Figure 4.

Gene editing activities of miniAGBEs at three target sites in PFFs and porcine embryos. (A) Comparison of A-to-G, C-to-G and C-to-T editing frequencies at 3 endogenous porcine genomic loci by miniAGBE-2, miniAGBE-3, and miniAGBE-4, respectively (n = 3) in PFFs (The indistinctive conversion of C-to-A are not shown). (B) Comparison of base editing products distribution (top) and indel frequencies (below) among edited porcine genomic loci in PFFs treated with miniAGBE-2, miniAGBE-3 and miniAGBE-4 and the corresponding sgRNA, or in control groups. Values and error bars indicate the mean ± s.d. of three independent replicates.

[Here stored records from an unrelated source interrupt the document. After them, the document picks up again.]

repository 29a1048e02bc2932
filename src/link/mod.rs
//! Telemetry link. This component owns the connection to the cloud endpoint
//! that scan events are forwarded to.
//!
//! The link never retries on its own, reconnect decisions are made by the
//! caller, which gets to see every failure.
use async_trait::async_trait;
use thiserror::Error;

use crate::event::ScanEvent;

mod http;

pub use http::*;

#[derive(Debug, Clone, Copy, PartialEq, Eq, Default)]
pub enum ConnectionState {
    #[default]
    Disconnected,
    Connected,
}

#[derive(Debug, Error)]
pub enum ConnectError {
    #[error("endpoint {0} unreachable: {1}")]
    Unreachable(String, String),

    #[error("endpoint {0} has no host or port")]
    InvalidEndpoint(String),

    #[error("credentials expired")]
    CredentialsExpired,
}

#[derive(Debug, Error)]
pub enum SendError {
    #[error("not connected")]
    NotConnected,

    #[error("credentials rejected with status {0}")]
    Unauthorized(u16),

    #[error("server replied with status {0}")]
    Status(u16),

    #[error("transport failure: {0}")]
    Transport(String),

    #[error("failed to encode event: {0}")]
    Encode(String),
}

#[async_trait]
pub trait TelemetryLink {
    fn state(&self) -> ConnectionState;

    /// Open the link. Does nothing if the link is already connected.
    async fn connect(&mut self) -> Result<(), ConnectError>;

    /// Deliver a single event.
    ///
    /// Fails with [`SendError::NotConnected`] when called on a disconnected
    /// link and with [`SendError::Unauthorized`] when the endpoint rejects
    /// the credentials. Any failure leaves the link disconnected.
    async fn send(&mut self, event: &ScanEvent) -> Result<(), SendError>;

    /// Close the link. Failures are logged and otherwise ignored.
    async fn disconnect(&mut self);
}
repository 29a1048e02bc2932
pub mod http;
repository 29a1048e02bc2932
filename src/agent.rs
//! Scan agent. Runs the read, validate, send loop and owns the reconnect
//! policy for the telemetry link.
//!
//! Every pass through the loop goes through the same decision points, in
//! order:
//!
//! 1. network reachable? otherwise signal an error and wait
//! 2. read a tag, waiting at most the read timeout
//! 3. tag authorized? otherwise signal blocked and wait
//! 4. link connected? otherwise connect, counting failures against the
//!    reconnect ceiling
//! 5. send the scan event and signal the outcome. A rejected credential
//!    counts against the reconnect ceiling as well
//!
//! The agent stops when the shutdown token is cancelled, when the reader
//! runs out of input or when the reconnect ceiling is hit. The reader and
//! the link are released in all three cases.
use std::time::Duration;
use thiserror::Error;
use tokio_util::sync::CancellationToken;
use tracing::{debug, error, info, instrument, trace, warn};

use crate::connectivity::Connectivity;
use crate::event::ScanEvent;
use crate::indicator::{IndicatorSink, IndicatorState};
use crate::link::{ConnectionState, SendError, TelemetryLink};
use crate::policy::AuthorizationPolicy;
use crate::reader::{ReadError, TagReader};
use crate::types::DeviceId;

#[derive(Debug, Clone)]
pub struct AgentConfig {
    /// Identifier reported in every scan event
    pub device_id: DeviceId,
    /// Maximum time to wait for a tag on each pass
    pub read_timeout: Duration,
    /// Pause after a scan is handled or a failure is signaled
    pub poll_interval: Duration,
    /// Consecutive failed connection attempts before giving up
    pub max_reconnect_attempts: u32,
}

impl Default for AgentConfig {
    fn default() -> Self {
        Self {
            device_id: DeviceId::default(),
            read_timeout: Duration::from_secs(10),
            poll_interval: Duration::from_secs(2),
            max_reconnect_attempts: 10,
        }
    }
}

#[derive(Debug, Error)]
pub enum AgentError {
    #[error("giving up after {0} consecutive failed connection attempts")]
    ReconnectExhausted(u32),
}

/// Counts consecutive failed connection attempts.
///
/// A rejected credential counts as a failed attempt too. Once the endpoint
/// has rejected the credentials, only a delivered event clears the count,
/// since opening the connection again proves nothing about them.
#[derive(Debug, Clone)]
pub struct ReconnectPolicy {
    attempts: u32,
    max_attempts: u32,
    rejected: bool,
}

impl ReconnectPolicy {
    pub fn new(max_attempts: u32) -> Self {
        Self {
            attempts: 0,
            max_attempts,
            rejected: false,
        }
    }

    pub fn attempts(&self) -> u32 {
        self.attempts
    }

    pub fn max_attempts(&self) -> u32 {
        self.max_attempts
    }

    pub fn record_connected(&mut self) {
        if !self.rejected {
            self.attempts = 0;
        }
    }

    pub fn record_delivered(&mut self) {
        self.attempts = 0;
        self.rejected = false;
    }

    /// Count a credential rejection. Same return value as
    /// [`record_failure`](Self::record_failure).
    pub fn record_rejected(&mut self) -> bool {
        self.rejected = true;
        self.record_failure()
    }

    /// Count a failed attempt. Returns true once the ceiling is reached, at
    /// which point no further attempt must be made.
    pub fn record_failure(&mut self) -> bool {
        self.attempts = self.attempts.saturating_add(1);
        self.is_exhausted()
    }

    pub fn is_exhausted(&self) -> bool {
        self.attempts >= self.max_attempts
    }
}

/// What the loop does after a pass
#[derive(Debug, PartialEq, Eq)]
enum Step {
    /// Start the next pass right away
    Next,
    /// Wait for the poll interval first
    Wait,
    /// Leave the loop
    Stop,
}

pub struct ScanAgent {
    config: AgentConfig,
    policy: AuthorizationPolicy,
    reader: Box<dyn TagReader + Send>,
    connectivity: Box<dyn Connectivity + Send + Sync>,
    link: Box<dyn TelemetryLink + Send>,
    indicator: Box<dyn IndicatorSink + Send>,
    reconnect: ReconnectPolicy,
}

impl ScanAgent {
    pub fn new(
        config: AgentConfig,
        policy: AuthorizationPolicy,
        reader: impl TagReader + Send + 'static,
        connectivity: impl Connectivity + Send + Sync + 'static,
        link: impl TelemetryLink + Send + 'static,
        indicator: impl IndicatorSink + Send + 'static,
    ) -> Self {
        let reconnect = ReconnectPolicy::new(config.max_reconnect_attempts);
        Self {
            config,
            policy,
            reader: Box::new(reader),
            connectivity: Box::new(connectivity),
            link: Box::new(link),
            indicator: Box::new(indicator),
            reconnect,
        }
    }

    /// Run the scan loop until `shutdown` is cancelled.
    ///
    /// Cancellation is only observed between passes and while waiting, so an
    /// in-flight read or send always completes first.
    ///
    /// # Returns
    /// * `Ok(())` - the agent was shut down or the reader ran out of input
    /// * `Err(AgentError::ReconnectExhausted)` - the link could not be
    ///   re-established
    #[instrument(name = "agent", skip_all, fields(device = %self.config.device_id))]
    pub async fn run(mut self, shutdown: CancellationToken) -> Result<(), AgentError> {
        info!(
            policy = %self.policy.describe(),
            read_timeout = ?self.config.read_timeout,
            poll_interval = ?self.config.poll_interval,
            "scan loop started"
        );

        let result = loop {
            if shutdown.is_cancelled() {
                info!("shutdown requested");
                break Ok(());
            }

            match self.cycle().await {
                Ok(Step::Next) => {}
                Ok(Step::Wait) => {
                    tokio::select! {
                        _ = tokio::time::sleep(self.config.poll_interval) => {}
                        _ = shutdown.cancelled() => {
                            info!("shutdown requested");
                            break Ok(());
                        }
                    }
                }
                Ok(Step::Stop) => break Ok(()),
                Err(e) => break Err(e),
            }
        };

        self.release().await;
        if result.is_ok() {
            self.signal(IndicatorState::Idle).await;
        }

        info!("scan loop stopped");
        result
    }

    #[instrument(level = "trace", skip_all)]
    async fn cycle(&mut self) -> Result<Step, AgentError> {
        if !self.connectivity.is_reachable().await {
            warn!("network unreachable");
            self.signal(IndicatorState::Error).await;
            return Ok(Step::Wait);
        }

        self.signal(IndicatorState::Idle).await;
        let read = match self.reader.read(self.config.read_timeout).await {
            Ok(Some(read)) => read,
            Ok(None) => {
                trace!("no tag within read timeout");
                return Ok(Step::Next);
            }
            Err(ReadError::Closed) => {
                info!("tag reader closed");
                return Ok(Step::Stop);
            }
            Err(e) => {
                warn!("{e}");
                self.signal(IndicatorState::Error).await;
                return Ok(Step::Wait);
            }
        };

        let tag = match self.policy.check(read.tag_id) {
            Ok(tag) => tag,
            Err(tag) => {
                info!(tag = %tag, "tag not authorized");
                self.signal(IndicatorState::Blocked).await;
                return Ok(Step::Wait);
            }
        };

        if self.link.state() == ConnectionState::Disconnected {
            match self.link.connect().await {
                Ok(()) => self.reconnect.record_connected(),
                Err(e) => {
                    self.signal(IndicatorState::Error).await;
                    let exhausted = self.reconnect.record_failure();
                    warn!(
                        attempt = self.reconnect.attempts(),
                        max_attempts = self.reconnect.max_attempts(),
                        "connection failed: {e}"
                    );
                    if exhausted {
                        error!("maximum reconnection attempts reached");
                        return Err(AgentError::ReconnectExhausted(self.reconnect.attempts()));
                    }
                    return Ok(Step::Wait);
                }
            }
        }

        let event = ScanEvent::new(self.config.device_id.clone(), tag, &read.text);
        match self.link.send(&event).await {
            Ok(()) => {
                info!(tag = %event.tag_id(), text = event.tag_text(), "scan delivered");
                self.reconnect.record_delivered();
                self.signal(IndicatorState::Success).await;
            }
            Err(e @ SendError::Unauthorized(_)) => {
                self.signal(IndicatorState::Error).await;
                let exhausted = self.reconnect.record_rejected();
                warn!(
                    tag = %event.tag_id(),
                    attempt = self.reconnect.attempts(),
                    max_attempts = self.reconnect.max_attempts(),
                    "scan not delivered: {e}"
                );
                if exhausted {
                    error!("maximum reconnection attempts reached");
                    return Err(AgentError::ReconnectExhausted(self.reconnect.attempts()));
                }
            }
            Err(e) => {
                warn!(tag = %event.tag_id(), "scan not delivered: {e}");
                self.signal(IndicatorState::Error).await;
            }
        }

        Ok(Step::Wait)
    }

    async fn signal(&mut self, state: IndicatorState) {
        if let Err(e) = self.indicator.set(state).await {
            warn!("failed to set indicator to {state}: {e:#}");
        }
    }

    /// Release the reader and the link. Both steps always run, failures are
    /// logged only.
    async fn release(&mut self) {
        if let Err(e) = self.reader.cleanup().await {
            error!("tag reader cleanup failed: {e:#}");
        }
        self.link.disconnect().await;
        debug!("resources released");
    }
}
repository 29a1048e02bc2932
use async_trait::async_trait;
use std::time::Duration;
use tokio::net::TcpStream;
use tracing::{instrument, trace};

#[async_trait]
pub trait Connectivity {
    /// Whether outbound network connectivity currently exists
    async fn is_reachable(&self) -> bool;
}

/// Checks reachability by opening a TCP connection to a well known address
#[derive(Debug, Clone)]
pub struct TcpProbe {
    address: String,
    timeout: Duration,
}

impl TcpProbe {
    pub fn new(address: impl Into<String>, timeout: Duration) -> Self {
        Self {
            address: address.into(),
            timeout,
        }
    }
}

#[async_trait]
impl Connectivity for TcpProbe {
    #[instrument(level = "trace", skip_all, fields(address = %self.address), ret)]
    async fn is_reachable(&self) -> bool {
        match tokio::time::timeout(self.timeout, TcpStream::connect(&self.address)).await {
            Ok(Ok(_)) => true,
            Ok(Err(e)) => {
                trace!("probe failed: {e}");
                false
            }
            Err(_) => {
                trace!("probe timed out after {:?}", self.timeout);
                false
            }
        }
    }
}

#[cfg(test)]
mod tests {
    use super::*;
    use tokio::net::TcpListener;

    #[tokio::test]
    async fn test_reachable_when_listener_accepts() {
        let listener = TcpListener::bind("127.0.0.1:0").await.unwrap();
        let address = listener.local_addr().unwrap().to_string();

        let probe = TcpProbe::new(address, Duration::from_secs(1));
        assert!(probe.is_reachable().await);
    }

    #[tokio::test]
    async fn test_unreachable_when_nothing_listens() {
        // Grab a free port and release it again so the connect is refused
        let listener = TcpListener::bind("127.0.0.1:0").await.unwrap();
        let address = listener.local_addr().unwrap().to_string();
        drop(listener);

        let probe = TcpProbe::new(address, Duration::from_secs(1));
        assert!(!probe.is_reachable().await);
    }

    #[tokio::test]
    async fn test_unreachable_on_unresolvable_address() {
        let probe = TcpProbe::new("not a valid address", Duration::from_secs(1));
        assert!(!probe.is_reachable().await);
    }
}
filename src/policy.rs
use std::collections::BTreeSet;
use std::ops::Deref;

use crate::types::TagId;

/// A tag that went through [`AuthorizationPolicy::check`] and was accepted.
///
/// This is the only way to build a [`ScanEvent`](crate::event::ScanEvent), so
/// an event for a rejected tag cannot exist.
#[derive(Debug, Clone, PartialEq, Eq)]
pub struct AuthorizedTag(TagId);

impl Deref for AuthorizedTag {
    type Target = TagId;

    fn deref(&self) -> &Self::Target {
        &self.0
    }
}

impl From<AuthorizedTag> for TagId {
    fn from(value: AuthorizedTag) -> Self {
        value.0
    }
}

/// Decides which tags may be forwarded to the telemetry endpoint
#[derive(Debug, Clone, Default)]
pub enum AuthorizationPolicy {
    /// No allow-list configured, every non-empty tag is accepted
    #[default]
    Open,
    /// Only the listed tags are accepted. Matching is exact.
    AllowList(BTreeSet<TagId>),
}

impl AuthorizationPolicy {
    pub fn allow_list<I, T>(tags: I) -> Self
    where
        I: IntoIterator<Item = T>,
        T: Into<TagId>,
    {
        Self::AllowList(tags.into_iter().map(Into::into).collect())
    }

    pub fn is_authorized(&self, tag: &TagId) -> bool {
        match self {
            // A blank read is never a real tag
            Self::Open => !tag.is_empty(),
            Self::AllowList(tags) => tags.contains(tag),
        }
    }

    /// Accept or reject `tag`, handing it back on rejection
    pub fn check(&self, tag: TagId) -> Result<AuthorizedTag, TagId> {
        if self.is_authorized(&tag) {
            Ok(AuthorizedTag(tag))
        } else {
            Err(tag)
        }
    }

    pub fn describe(&self) -> String {
        match self {
            Self::Open => "open".to_owned(),
            Self::AllowList(tags) => format!("allow-list ({} tags)", tags.len()),
        }
    }
}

Editing frequencies reflect sequencing reads that contain base editing only and do not contain indels among all treated cells, with puromycin selecting. PFFs electro-transfected with resuspension buffer only served as WT control. ns, no significant difference (P> 0.05). (C) Summary of porcine embryo development with miniAGBE-4. Embryo injected with sterile water served as WT control. ns, no significant difference (P> 0.05). (D) Scatter plots shows base editing frequencies in porcine embryos by co-delivering miniAGBE-4 mRNA (150 ng/μl) with each three sgRNAs (50 ng/μl) in (A) via micro-injection. Each dot indicates an individual embryo. Data are presented as mean ± s.d., and the bold lines are represented the mean of base editing frequencies.